Their topics were “Developing Cultural Competency Through Service Learning in a Baccalaureate Nursing Program,” “Developing Cultural Competency through Clinical Simulation in a Senior Level Baccalaureate Community Health Course” and “Assessing Student Attitudes Towards Poverty Using the Atherton Poverty Scale.”
“Nursing, by definition is about serving others,” Simmons said. “Thus nursing professionals need to understand the culture of poverty in order to assist those experiencing its devastation. Initially students may view nursing through a very narrow lens – hospitals, scrubs, IVs, medications, call bells and monitors beeping. However, understanding that much of what nurses do will be community-based broadens their perspective.”
Simmons said poverty is a condition many experience in varying degrees throughout the world and is usually associated with poor health outcomes and lack of access to appropriate healthcare.
“In the United States alone, there were an estimated 42.6 million people or 15.1 percent living in poverty in 2010 – the highest number since the U.S. starting counting, according to the 2010 U.S. Census. Thus it is imperative that students understanding the burden of population health on the community and be responsive by working to address those health needs in an effort to improve the quality of life for the people who live in their communities,” Wissing said.
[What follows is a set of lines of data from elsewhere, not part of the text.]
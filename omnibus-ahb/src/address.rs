// Copyright (c) 2025 The OMNIBUS developers. All rights reserved.

//! Beat-to-beat address arithmetic.
//!
//! Non-wrapping bursts simply step by the transfer size. Wrapping bursts
//! cycle within an aligned window of `beats * size.bytes()` bytes: the
//! low bits that index within the window increment modulo the window
//! size while the window base is left untouched.

use crate::burst::BurstDescriptor;
use crate::transfer::TransferSize;

/// Compute the next beat's address.
///
/// All arithmetic is unsigned modulo the 32-bit address width. The wrap
/// mask is derived from the descriptor's beat count, so the wrapping
/// field is always exactly `log2(beats) + size` bits wide.
#[must_use]
pub fn next_address(current: u32, size: TransferSize, burst: &BurstDescriptor) -> u32 {
    let step = size.bytes() as u32;
    if burst.wraps {
        let mask = (burst.beats as u32 * step) - 1;
        (current & !mask) | (current.wrapping_add(step) & mask)
    } else {
        current.wrapping_add(step)
    }
}

/// Per-burst address cursor.
///
/// Owns the progression state for one burst so that a generator never
/// shares cursor state between bursts.
pub struct AddressCursor {
    addr: u32,
    size: TransferSize,
    burst: BurstDescriptor,
}

impl AddressCursor {
    #[must_use]
    pub fn new(lead_addr: u32, size: TransferSize, burst: BurstDescriptor) -> Self {
        Self {
            addr: lead_addr,
            size,
            burst,
        }
    }

    /// Step to the next beat and return its address.
    pub fn advance(&mut self) -> u32 {
        self.addr = next_address(self.addr, self.size, &self.burst);
        self.addr
    }

    #[must_use]
    pub fn addr(&self) -> u32 {
        self.addr
    }
}
// Copyright (c) 2025 The OMNIBUS developers. All rights reserved.

use omnibus_engine::port::{InPort, OutPort};
use omnibus_engine::run_simulation;
use omnibus_engine::test_helpers::start_test;

#[test]
#[should_panic(expected = "top::tx not connected")]
fn disconnected_outport() {
    let mut engine = start_test(file!());

    let tx_port = OutPort::new(engine.top(), "tx");
    engine.spawn(async move {
        tx_port.put(1)?.await;
        Ok(())
    });
    run_simulation!(engine);
}

#[test]
#[should_panic(expected = "top::rx not connected")]
fn disconnected_input() {
    let mut engine = start_test(file!());

    let rx_port = InPort::new(engine.top(), "rx");
    engine.spawn(async move {
        let _: i32 = rx_port.get()?.await;
        Ok(())
    });
    run_simulation!(engine);
}

#[test]
#[should_panic(expected = "top::rx not connected")]
fn disconnected_input_start() {
    let mut engine = start_test(file!());

    let rx_port = InPort::new(engine.top(), "rx");
    engine.spawn(async move {
        let _: i32 = rx_port.start_get()?.await;
        rx_port.finish_get();
        Ok(())
    });
    run_simulation!(engine);
}

/// An `InPort` only hands out its state once.
#[test]
fn connect_twice_rejected() {
    let engine = start_test(file!());

    let mut tx_port1 = OutPort::new(engine.top(), "tx1");
    let mut tx_port2 = OutPort::new(engine.top(), "tx2");
    let rx_port: InPort<i32> = InPort::new(engine.top(), "rx");

    tx_port1.connect(rx_port.state()).unwrap();
    assert!(tx_port2.connect(rx_port.state()).is_err());
}

/// The error from a failing task is reported out of the simulation.
#[test]
fn simulation_error_reported() {
    let mut engine = start_test(file!());

    let tx_port = OutPort::new(engine.top(), "tx");
    engine.spawn(async move {
        tx_port.put(1)?.await;
        Ok(())
    });
    run_simulation!(engine, "Error: top::tx not connected");
}
// Copyright (c) 2025 The OMNIBUS developers. All rights reserved.

//! Model builder

extern crate proc_macro;

use quote::quote;
use syn::{self, DeriveInput, parse_macro_input};

/// Create a std::fmt::Display implementation for a struct with an Entity.
#[proc_macro_derive(EntityDisplay)]
pub fn entity_display(input: proc_macro::TokenStream) -> proc_macro::TokenStream {
    let DeriveInput {
        ident, generics, ..
    } = parse_macro_input!(input);
    let (impl_generics, ty_generics, where_clause) = generics.split_for_impl();

    let output = quote! {
        impl #impl_generics std::fmt::Display for #ident #ty_generics #where_clause {
            fn fmt(&self, f: &mut std::fmt::Formatter<'_>) -> std::fmt::Result {
                self.entity.fmt(f)
            }
        }
    };

    output.into()
}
At the symposium Wissing, Arterberry and Simmons discussed Northwestern State’s approach to helping students understand and respect the burdensome impact living in poverty has on persons and their health care decisions. Objectives were, first, to describe community-based service learning projects that improve nursing students’ cultural competency across the lifespan in underserved populations and, second, to identify differences in student attitudes toward poverty after participating in a traditional teaching methodology versus a less traditional method.
Last fall, faculty in Northwestern State’s College of Nursing and Allied Health initiated a Community Action Poverty Simulation (CAPS) for undergraduate students to prepare them for professional interaction with impoverished patients. The CAPS program enabled students to learn about the difficulties encountered by people in poverty who struggle to pay for expensive medications or treatments when few students have personal knowledge of those difficulties, Wissing said. CAPS highlight population-based care specific to the poor and enlightened students about the impact of poverty on health.
“We want to produce a student that is more attuned to the difficulties of the poor in our community,” Wissing said. “This can create attitude change at the point of service, increase volunteerism and promote community activism as well as tolerance in our student body.”
“Some question whether the simulation of poverty is necessary when there is so much of it around us,” Arterberry said. “This simulation allowed students to exchange places with poor people and experience poverty from a different perspective. This was the richness of the experience. The research congress gave us a forum to share what we learned.”